Au fil des mois, des années, Valentine Lecêtre créé presque sa propre méthode, en piochant par-ci par-là tout ce qui existe, et en l’adaptant aux besoins de son fils, en fonction de son évolution. Elle raconte son parcours dans son livre “Sortir de l’autisme”, publié aux Éditions ideo. Un livre qu’elle a écrit pour aider les autres parents qui se retrouveraient dans sa situation à avoir la force et trouver le courage d’accompagner leur enfant. Elle reconnaît qu’aujourd’hui, elle ne peut pas savoir comment serait son fils si elle avait simplement suivi les conseils des professionnels de santé à l’époque, mais les résultats de son protocole sont plus que probants. “Aujourd’hui Sasha va si bien ! C’est le bonheur tous les jours ! C’est un enfant avec qui j’ai de vrais échanges. Alors il y encore quelques rattrapages à faire, notamment au niveau des expériences, parce qu’il n’a pas pu avoir les mêmes que les autres enfants de son âge… Mais aujourd’hui, Sasha est bon en classe et bon au niveau social.

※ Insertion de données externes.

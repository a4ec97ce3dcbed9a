// Copyright (c) 2025 Erick Bourgeois, firestoned
// SPDX-License-Identifier: MIT

//! Tests for DNS sets and set names.

#[cfg(test)]
mod tests {
    use crate::crd;
    use crate::dns::{
        DNSSet, DNSSetName, DNSSets, RecordSet, RecordType, RoutingPolicy, RoutingPolicyType,
    };

    fn weighted() -> Option<RoutingPolicy> {
        Some(RoutingPolicy::new(RoutingPolicyType::Weighted, &[]))
    }

    #[test]
    fn test_name_is_normalized() {
        let name = DNSSetName::new("\\052.Example.COM.");
        assert_eq!(name.dns_name, "*.example.com");
        assert_eq!(name.to_string(), "*.example.com");

        let raw = DNSSetName {
            dns_name: "WWW.example.com.".to_string(),
            set_identifier: "blue".to_string(),
        };
        let normalized = raw.normalize();
        assert_eq!(normalized.dns_name, "www.example.com");
        assert_eq!(normalized.set_identifier, "blue");
        assert_eq!(normalized.to_string(), "www.example.com#blue");
    }

    #[test]
    fn test_name_for_entry_uses_set_identifier() {
        let policy = crd::RoutingPolicy {
            type_: "weighted".to_string(),
            set_identifier: "eu".to_string(),
            ..Default::default()
        };
        let name = DNSSetName::for_entry("www.example.com", Some(&policy));
        assert_eq!(name.set_identifier, "eu");
        assert_eq!(DNSSetName::for_entry("www.example.com", None).set_identifier, "");
    }

    #[test]
    fn test_set_record_set() {
        let mut set = DNSSet::new(&DNSSetName::new("example.com"), None);
        set.set_record_set(RecordType::A, 300, &["1.2.3.4", "5.6.7.8"]);
        set.set_record_set(RecordType::AAAA, 100, &["::1"]);

        let a = &set.sets[&RecordType::A];
        assert_eq!(a.ttl, 300);
        assert_eq!(a.records.len(), 2);
        assert_eq!(a.records[0].value, "1.2.3.4");
        assert_eq!(a.records[1].value, "5.6.7.8");
        assert_eq!(set.sets[&RecordType::AAAA].ttl, 100);
    }

    #[test]
    fn test_clone_matches() {
        let mut set = DNSSet::new(&DNSSetName::new("example.com"), weighted());
        set.update_group = "group1".to_string();
        set.set_record_set(RecordType::A, 300, &["1.2.3.4"]);
        set.set_record_set(RecordType::TXT, 300, &["v=spf1 include:_spf.example.com ~all"]);

        let other = set.clone();
        assert_eq!(other, set);
        assert!(set.matches(&other));
        assert!(set.match_record_type_subset(&other, RecordType::A));
        assert!(set.match_record_type_subset(&other, RecordType::TXT));
        assert!(set.match_record_type_subset(&other, RecordType::CNAME));
    }

    #[test]
    fn test_match_detects_differences() {
        let mut set = DNSSet::new(&DNSSetName::new("example.com"), None);
        set.set_record_set(RecordType::A, 300, &["1.2.3.4"]);
        set.set_record_set(RecordType::TXT, 300, &["hello"]);

        let mut other = set.clone();
        other.set_record_set(RecordType::TXT, 300, &["bye"]);
        assert!(!set.matches(&other));
        assert!(set.match_record_type_subset(&other, RecordType::A));
        assert!(!set.match_record_type_subset(&other, RecordType::TXT));

        let mut fewer = set.clone();
        fewer.sets.remove(&RecordType::TXT);
        assert!(!set.matches(&fewer));
        assert!(!set.match_record_type_subset(&fewer, RecordType::TXT));

        let mut renamed = set.clone();
        renamed.name = DNSSetName::new("www.example.com");
        assert!(!set.matches(&renamed));
    }

    #[test]
    fn test_add_record_set() {
        let mut sets = DNSSets::new();
        let name = DNSSetName::new("example.com");
        let record_set = RecordSet::from_values(RecordType::A, 300, &["1.2.3.4"]);
        let update = RecordSet::from_values(RecordType::A, 301, &["1.2.3.4", "5.6.7.8"]);

        sets.add_record_set(&name, weighted(), record_set.clone());
        sets.add_record_set(&name, weighted(), update.clone());

        let name2 = DNSSetName::new("www.example.com");
        sets.add_record_set(&name2, None, record_set.clone());

        assert_eq!(sets[&name].sets[&RecordType::A], update);
        assert_eq!(sets[&name].routing_policy, weighted());
        assert_eq!(sets[&name2].sets[&RecordType::A], record_set);
        assert_eq!(sets[&name2].routing_policy, None);
    }

    #[test]
    fn test_add_record_set_normalizes() {
        let mut sets = DNSSets::new();
        sets.add_record_set(
            &DNSSetName {
                dns_name: "WWW.Example.com.".to_string(),
                set_identifier: String::new(),
            },
            None,
            RecordSet::from_values(RecordType::CNAME, 300, &["LB.Example.com."]),
        );

        let name = DNSSetName::new("www.example.com");
        assert_eq!(sets.len(), 1);
        assert_eq!(sets[&name].name, name);
        assert_eq!(sets[&name].sets[&RecordType::CNAME].records[0].value, "lb.example.com");
    }

    #[test]
    fn test_remove_record_set_drops_empty_set() {
        let mut sets = DNSSets::new();
        let name = DNSSetName::new("example.com");
        sets.add_record_set(
            &name,
            weighted(),
            RecordSet::from_values(RecordType::A, 300, &["1.2.3.4"]),
        );
        sets.add_record_set(
            &name,
            weighted(),
            RecordSet::from_values(RecordType::TXT, 300, &["hello"]),
        );

        sets.remove_record_set(&name, RecordType::A);
        assert!(sets.contains_key(&name));

        sets.remove_record_set(&name, RecordType::TXT);
        assert!(!sets.contains_key(&name));

        // removing from an unknown name is a no-op
        sets.remove_record_set(&DNSSetName::new("other.com"), RecordType::A);
        assert!(sets.is_empty());
    }

    #[test]
    fn test_clone_dnssets() {
        let mut sets = DNSSets::new();
        sets.add_record_set(
            &DNSSetName::new("example.com"),
            weighted(),
            RecordSet::from_values(RecordType::A, 300, &["1.2.3.4"]),
        );
        let clone = sets.clone();
        assert_eq!(clone, sets);
    }
}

Il n’a plus d’intervenant avec lui, il ne voit plus qu’une pédopsychiatre une fois par semestre, une psychomotricienne une fois par semaine et une ergothérapeuthe pour lui faire travailler sa motricité fine et son écriture.”
Suspicion de troubles autistiques : “les parents doivent se faire confiance”
“Si un parent a un doute concernant son enfant, il faut : 1 se faire confiance, 2 agir vite et 3 garder espoir, insiste Valentine. Il faut vraiment se rendre compte de l’urgence de la situation et avancer quels que soient ses moyens, avec au moins une petite équipe de personnes pour être aidé !”
“Je conseille aux parents de se former au moins à Son-Rise pour comprendre la méthode, car si on prend plus l’enfant en considération en appliquant des méthodes bienveillantes, il pourra maturer de manière plus sereine. Les enfants autistes qui s’auto-mutilent, qui se tapent la tête contre les murs, c’est surtout des conséquences liées à leur environnement et aux interactions qui sont très envahissantes pour eux, y compris le regard des parents qui peut être très dur à supporter pour ces enfants.”